**EXERCISE DETAILS**
Your reply should consist solely of the lines from the start of the material below through the line containing "pub enum ModelError", reproduced exactly.

**EXERCISE INPUTS**
//! Release store key layout
//!
//! Keys are path-like and relative to the release root. The host mounts the
//! same directory into the container at `/release`.

/// Build plan written by the host before each container run
pub const BUILD_PLAN: &str = "build-plan.json";

/// Recorded chromium version (checkpoint)
pub const CHROMIUM_REVISION: &str = "chromium/revision";

/// Chromium version of the cached APKs, written when chromium is built
pub const CHROMIUM_BUILT_REVISION: &str = "chromium/built-revision";

/// Cached WebView APK
pub const CHROMIUM_WEBVIEW_APK: &str = "chromium/SystemWebView.apk";

/// Cached browser APK
pub const CHROMIUM_BROWSER_APK: &str = "chromium/ChromeModernPublic.apk";

/// Recorded F-Droid client version
pub const FDROID_REVISION: &str = "fdroid/revision";

/// Recorded F-Droid privileged extension version
pub const FDROID_PRIV_REVISION: &str = "fdroid-priv/revision";

/// Recorded stack version
pub const STACK_REVISION: &str = "rattlesnakeos-stack/revision";

/// Recorded platform build id for a device
pub fn vendor_revision(device: &str) -> String {
    format!("{}-vendor", device)
}

/// Update pointer read by the updater app (e.g. "crosshatch-stable")
pub fn release_pointer(channel_key: &str) -> String {
    channel_key.to_string()
}

/// Build timestamp companion of the update pointer
pub fn true_timestamp(channel_key: &str) -> String {
    format!("{}-true-timestamp", channel_key)
}

/// Most recent factory image
pub fn factory_latest(device: &str) -> String {
    format!("{}-factory-latest.tar.xz", device)
}

/// Directory holding archived target-files packages
pub fn target_dir(device: &str) -> String {
    format!("{}-target", device)
}

/// Archived target-files package for a build number
pub fn target_files(device: &str, build_number: &str) -> String {
    format!("{}/{}-target-files-{}.zip", target_dir(device), device, build_number)
}

/// File name of the OTA package for a build number
pub fn ota_package(device: &str, build_number: &str) -> String {
    format!("{}-ota_update-{}.zip", device, build_number)
}
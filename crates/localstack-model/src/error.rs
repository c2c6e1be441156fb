//! Model-level errors

/// Errors raised while validating or (de)serializing model records
#[derive(Debug, thiserror::Error)]
pub enum ModelError {
    #[error("invalid configuration: {0}")]
    InvalidConfig(String),

    #[error("invalid chromium version '{version}': {reason}")]
    InvalidChromiumVersion { version: String, reason: String },

    #[error("unsupported schema {found}, expected {expected}")]
    SchemaMismatch { expected: String, found: String },

    #[error("I/O error: {0}")]
    Io(#[from] std::io::Error),

    #[error("JSON error: {0}")]
    Json(#[from] serde_json::Error),
}
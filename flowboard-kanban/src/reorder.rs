//! Reorder engine: pure transformations of the task list.
//!
//! Both entry points take the full task list and return a new one. Display
//! order is fully determined by `status` + `order`, so the returned vector is
//! not sorted; callers sort each column by `order` before rendering.
//!
//! After any transformation here the `order` values of every touched column
//! are dense and zero based.

use crate::types::{Status, Task, TaskId};

/// Tasks of one column, sorted by `order` ascending.
///
/// Ties keep their relative position in `tasks`.
pub fn column_tasks(tasks: &[Task], status: Status) -> Vec<Task> {
    let mut column: Vec<Task> = tasks.iter().filter(|t| t.status == status).cloned().collect();
    column.sort_by_key(|t| t.order);
    column
}

/// Reassign `order = position` for every task in the slice
pub fn renumber(column: &mut [Task]) {
    for (index, task) in column.iter_mut().enumerate() {
        task.order = index;
    }
}

/// Move a task to `new_index` inside its own column.
///
/// `new_index` is an insertion index computed against the column *including*
/// the dragged card, so it is decremented by one when the task moves down.
/// Indexes past the end clamp to the end. Unknown ids return `tasks` unchanged.
pub fn reorder(tasks: &[Task], task_id: &TaskId, new_index: usize) -> Vec<Task> {
    let Some(status) = tasks.iter().find(|t| &t.id == task_id).map(|t| t.status) else {
        tracing::debug!(task = %task_id, "reorder ignored: unknown task");
        return tasks.to_vec();
    };

    let mut column = column_tasks(tasks, status);
    let Some(from) = column.iter().position(|t| &t.id == task_id) else {
        return tasks.to_vec();
    };

    let moved = column.remove(from);
    let target = if from < new_index {
        new_index - 1
    } else {
        new_index
    };
    let target = target.min(column.len());
    column.insert(target, moved);
    renumber(&mut column);

    tracing::debug!(task = %task_id, %status, from, to = target, "reordered task");

    let mut result: Vec<Task> = tasks.iter().filter(|t| t.status != status).cloned().collect();
    result.extend(column);
    result
}

/// Apply a same-column drop whose insertion index was resolved with the
/// dragged card left out of the column geometry.
///
/// The slot is converted to an index over the full column (slots at or after
/// the card's current position shift by one) and handed to [`reorder`], whose
/// removal correction then lands the card exactly at `slot`.
pub fn reorder_to_slot(tasks: &[Task], task_id: &TaskId, slot: usize) -> Vec<Task> {
    let Some(status) = tasks.iter().find(|t| &t.id == task_id).map(|t| t.status) else {
        tracing::debug!(task = %task_id, "drop ignored: unknown task");
        return tasks.to_vec();
    };
    let column = column_tasks(tasks, status);
    let Some(from) = column.iter().position(|t| &t.id == task_id) else {
        return tasks.to_vec();
    };

    let index = if slot >= from { slot + 1 } else { slot };
    reorder(tasks, task_id, index)
}

/// Move a task to another column.
///
/// The task is appended to the end of `new_status` (`order` = size of the
/// destination before the move) and the column it left is renumbered, so both
/// columns stay dense. Moving a task to the column it is already in, or an
/// unknown id, returns `tasks` unchanged.
pub fn move_task(tasks: &[Task], task_id: &TaskId, new_status: Status) -> Vec<Task> {
    let Some(task) = tasks.iter().find(|t| &t.id == task_id) else {
        tracing::debug!(task = %task_id, "move ignored: unknown task");
        return tasks.to_vec();
    };
    let old_status = task.status;
    if old_status == new_status {
        return tasks.to_vec();
    }

    let mut source = column_tasks(tasks, old_status);
    source.retain(|t| &t.id != task_id);
    renumber(&mut source);

    let mut destination = column_tasks(tasks, new_status);
    renumber(&mut destination);
    let mut moved = task.clone();
    moved.status = new_status;
    moved.order = destination.len();
    destination.push(moved);

    tracing::debug!(task = %task_id, from = %old_status, to = %new_status, "moved task");

    let mut result: Vec<Task> = tasks
        .iter()
        .filter(|t| t.status != old_status && t.status != new_status)
        .cloned()
        .collect();
    result.extend(source);
    result.extend(destination);
    result
}

/// Renumber every column densely, keeping each column's current relative order
pub fn normalize(tasks: &[Task]) -> Vec<Task> {
    let mut result = Vec::with_capacity(tasks.len());
    for status in Status::ALL {
        let mut column = column_tasks(tasks, status);
        renumber(&mut column);
        result.extend(column);
    }
    result
}
//! ClearTasks command

use crate::context::BoardContext;
use crate::error::{KanbanError, Result};
use crate::operation::{async_trait, Execute};
use serde::{Deserialize, Serialize};
use serde_json::{json, Value};

/// Remove every task from the board. Task numbers keep counting up.
#[derive(Debug, Default, Deserialize, Serialize)]
pub struct ClearTasks;

crate::operation!(
    ClearTasks,
    verb = "clear",
    noun = "tasks",
    description = "Delete every task on the board"
);

impl ClearTasks {
    pub fn new() -> Self {
        Self
    }
}

#[async_trait]
impl Execute<BoardContext, KanbanError> for ClearTasks {
    async fn execute(&self, ctx: &BoardContext) -> Result<Value> {
        let mut state = ctx.read_state().await?;
        let removed = state.clear();
        ctx.write_state(&state).await?;

        tracing::info!(removed, "cleared board");
        Ok(json!({ "removed": removed }))
    }
}
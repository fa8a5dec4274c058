//! DeleteTask command

use crate::context::BoardContext;
use crate::error::{KanbanError, Result};
use crate::operation::{async_trait, Execute};
use crate::types::TaskId;
use serde::{Deserialize, Serialize};
use serde_json::{json, Value};

/// Delete a task; the rest of its column closes up
#[derive(Debug, Deserialize, Serialize)]
pub struct DeleteTask {
    pub id: TaskId,
}

crate::operation!(
    DeleteTask,
    verb = "delete",
    noun = "task",
    description = "Delete a task from the board"
);

impl DeleteTask {
    pub fn new(id: impl Into<TaskId>) -> Self {
        Self { id: id.into() }
    }
}

#[async_trait]
impl Execute<BoardContext, KanbanError> for DeleteTask {
    async fn execute(&self, ctx: &BoardContext) -> Result<Value> {
        let mut state = ctx.read_state().await?;
        let removed = state.delete_task(&self.id)?;
        ctx.write_state(&state).await?;

        Ok(json!({ "deleted": true, "id": removed.id, "taskNumber": removed.task_number }))
    }
}
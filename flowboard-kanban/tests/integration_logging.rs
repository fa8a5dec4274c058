//! Integration tests for activity logging

use flowboard_kanban::{
    board::{GetBoard, GetStats, InitBoard},
    task::{AddTask, GetTask, ListTasks, UpdateTask},
    BoardContext, KanbanOperationProcessor,
};
use tempfile::TempDir;

#[tokio::test]
async fn test_activity_logging_end_to_end() {
    let temp = TempDir::new().unwrap();
    let ctx = BoardContext::new(temp.path().join(".flowboard"));

    let processor = KanbanOperationProcessor::with_actor("test-user[session123]");

    processor.process(&InitBoard::new(), &ctx).await.unwrap();

    let result = processor
        .process(&AddTask::new("First task"), &ctx)
        .await
        .unwrap();
    let task_id = result["id"].as_str().unwrap().to_string();

    processor
        .process(&UpdateTask::new(task_id.as_str(), "Updated task"), &ctx)
        .await
        .unwrap();

    // Read-only, not logged
    processor
        .process(&GetTask::new(task_id.as_str()), &ctx)
        .await
        .unwrap();

    let entries = ctx.read_activity(None).await.unwrap();
    assert_eq!(entries.len(), 3);
    assert_eq!(entries[0].op, "update task"); // Newest first
    assert_eq!(entries[1].op, "add task");
    assert_eq!(entries[2].op, "init board");

    for entry in &entries {
        assert_eq!(entry.actor.as_deref(), Some("test-user[session123]"));
    }
    assert_eq!(entries[0].input["title"], "Updated task");
    assert_eq!(entries[1].output["taskNumber"], "TASK-001");
}

#[tokio::test]
async fn test_read_only_operations_dont_log() {
    let temp = TempDir::new().unwrap();
    let ctx = BoardContext::new(temp.path().join(".flowboard"));
    let processor = KanbanOperationProcessor::new();

    processor.process(&InitBoard::new(), &ctx).await.unwrap();
    processor.process(&AddTask::new("Task"), &ctx).await.unwrap();
    assert_eq!(ctx.read_activity(None).await.unwrap().len(), 2);

    processor.process(&ListTasks::new(), &ctx).await.unwrap();
    processor.process(&GetBoard::new(), &ctx).await.unwrap();
    processor.process(&GetStats::new(), &ctx).await.unwrap();

    let entries = ctx.read_activity(None).await.unwrap();
    assert_eq!(entries.len(), 2);
    assert!(entries.iter().all(|e| e.actor.is_none()));
}

#[tokio::test]
async fn test_error_logging() {
    let temp = TempDir::new().unwrap();
    let ctx = BoardContext::new(temp.path().join(".flowboard"));
    let processor = KanbanOperationProcessor::new();

    processor.process(&InitBoard::new(), &ctx).await.unwrap();

    let result = processor
        .process(&UpdateTask::new("nonexistent", "Updated"), &ctx)
        .await;
    assert!(result.is_err());

    let entries = ctx.read_activity(None).await.unwrap();
    assert_eq!(entries.len(), 2);
    assert_eq!(entries[0].op, "update task");
    assert!(entries[0].error().unwrap().contains("not found"));
}

#[tokio::test]
async fn test_mutation_fails_fast_when_locked() {
    let temp = TempDir::new().unwrap();
    let ctx = BoardContext::new(temp.path().join(".flowboard"));
    let processor = KanbanOperationProcessor::new();
    processor.process(&InitBoard::new(), &ctx).await.unwrap();

    let _held = ctx.lock().await.unwrap();
    let result = processor.process(&AddTask::new("Blocked"), &ctx).await;
    assert!(matches!(
        result,
        Err(flowboard_kanban::KanbanError::LockBusy)
    ));

    // Reads still work while the lock is held
    processor.process(&ListTasks::new(), &ctx).await.unwrap();
}
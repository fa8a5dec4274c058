//! Rendered board geometry, as measured by the presentation layer

use crate::reorder;
use crate::types::{Status, Task, TaskId};
use serde::{Deserialize, Serialize};

/// A pointer position in viewport coordinates
#[derive(Debug, Clone, Copy, PartialEq, Default, Serialize, Deserialize)]
pub struct Point {
    pub x: f64,
    pub y: f64,
}

impl Point {
    pub fn new(x: f64, y: f64) -> Self {
        Self { x, y }
    }

    /// True when either axis moved strictly more than `threshold` from `origin`
    pub fn exceeds(&self, origin: Point, threshold: f64) -> bool {
        (self.x - origin.x).abs() > threshold || (self.y - origin.y).abs() > threshold
    }
}

/// Vertical extent of one rendered card
#[derive(Debug, Clone, PartialEq, Serialize, Deserialize)]
#[serde(rename_all = "camelCase")]
pub struct CardRect {
    pub task_id: TaskId,
    /// Top edge in viewport coordinates
    pub top: f64,
    pub height: f64,
}

impl CardRect {
    pub fn new(task_id: impl Into<TaskId>, top: f64, height: f64) -> Self {
        Self {
            task_id: task_id.into(),
            top,
            height,
        }
    }

    /// Vertical midpoint relative to `origin_y`
    pub fn midpoint_from(&self, origin_y: f64) -> f64 {
        self.top + self.height / 2.0 - origin_y
    }
}

/// One rendered column: its top edge and its cards in display order
#[derive(Debug, Clone, PartialEq, Serialize, Deserialize)]
#[serde(rename_all = "camelCase")]
pub struct ColumnLayout {
    pub status: Status,
    pub origin_y: f64,
    pub cards: Vec<CardRect>,
}

impl ColumnLayout {
    pub fn new(status: Status, origin_y: f64) -> Self {
        Self {
            status,
            origin_y,
            cards: Vec::new(),
        }
    }

    /// Append a card below the previous one
    pub fn with_card(mut self, card: CardRect) -> Self {
        self.cards.push(card);
        self
    }

    /// Lay out `ids` as a uniform stack of cards starting at the column top
    pub fn stacked<I, T>(status: Status, origin_y: f64, card_height: f64, ids: I) -> Self
    where
        I: IntoIterator<Item = T>,
        T: Into<TaskId>,
    {
        let cards = ids
            .into_iter()
            .enumerate()
            .map(|(i, id)| CardRect::new(id, origin_y + i as f64 * card_height, card_height))
            .collect();
        Self {
            status,
            origin_y,
            cards,
        }
    }
}

/// The whole board: horizontal extent plus every visible column, left to right.
///
/// Columns split the board width evenly, so the column count used for hit
/// testing is simply `columns.len()`.
#[derive(Debug, Clone, PartialEq, Serialize, Deserialize)]
#[serde(rename_all = "camelCase")]
pub struct BoardLayout {
    pub origin_x: f64,
    pub width: f64,
    pub columns: Vec<ColumnLayout>,
}

impl BoardLayout {
    pub fn new(origin_x: f64, width: f64, columns: Vec<ColumnLayout>) -> Self {
        Self {
            origin_x,
            width,
            columns,
        }
    }

    /// Uniform grid of every column: equal widths starting at x = 0, cards
    /// stacked from y = 0 in `order`.
    pub fn uniform(tasks: &[Task], column_width: f64, card_height: f64) -> Self {
        let columns = Status::ALL
            .iter()
            .map(|&status| {
                let ids = reorder::column_tasks(tasks, status).into_iter().map(|t| t.id);
                ColumnLayout::stacked(status, 0.0, card_height, ids)
            })
            .collect::<Vec<_>>();
        Self::new(0.0, column_width * columns.len() as f64, columns)
    }

    pub fn column_count(&self) -> usize {
        self.columns.len()
    }

    pub fn column(&self, status: Status) -> Option<&ColumnLayout> {
        self.columns.iter().find(|c| c.status == status)
    }
}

**REPLY**
//! Release store key layout
//!
//! Keys are path-like and relative to the release root. The host mounts the
//! same directory into the container at `/release`.

/// Build plan written by the host before each container run
pub const BUILD_PLAN: &str = "build-plan.json";

/// Recorded chromium version (checkpoint)
pub const CHROMIUM_REVISION: &str = "chromium/revision";

/// Chromium version of the cached APKs, written when chromium is built
pub const CHROMIUM_BUILT_REVISION: &str = "chromium/built-revision";

/// Cached WebView APK
pub const CHROMIUM_WEBVIEW_APK: &str = "chromium/SystemWebView.apk";

/// Cached browser APK
pub const CHROMIUM_BROWSER_APK: &str = "chromium/ChromeModernPublic.apk";

/// Recorded F-Droid client version
pub const FDROID_REVISION: &str = "fdroid/revision";

/// Recorded F-Droid privileged extension version
pub const FDROID_PRIV_REVISION: &str = "fdroid-priv/revision";

/// Recorded stack version
pub const STACK_REVISION: &str = "rattlesnakeos-stack/revision";

/// Recorded platform build id for a device
pub fn vendor_revision(device: &str) -> String {
    format!("{}-vendor", device)
}

/// Update pointer read by the updater app (e.g. "crosshatch-stable")
pub fn release_pointer(channel_key: &str) -> String {
    channel_key.to_string()
}

/// Build timestamp companion of the update pointer
pub fn true_timestamp(channel_key: &str) -> String {
    format!("{}-true-timestamp", channel_key)
}

/// Most recent factory image
pub fn factory_latest(device: &str) -> String {
    format!("{}-factory-latest.tar.xz", device)
}

/// Directory holding archived target-files packages
pub fn target_dir(device: &str) -> String {
    format!("{}-target", device)
}

/// Archived target-files package for a build number
pub fn target_files(device: &str, build_number: &str) -> String {
    format!("{}/{}-target-files-{}.zip", target_dir(device), device, build_number)
}

/// File name of the OTA package for a build number
pub fn ota_package(device: &str, build_number: &str) -> String {
    format!("{}-ota_update-{}.zip", device, build_number)
}
filename crates/localstack-model/src/error.rs
repository c2c6e1be441156fb
//! Model-level errors

/// Errors raised while validating or (de)serializing model records
#[derive(Debug, thiserror::Error)]
pub enum ModelError {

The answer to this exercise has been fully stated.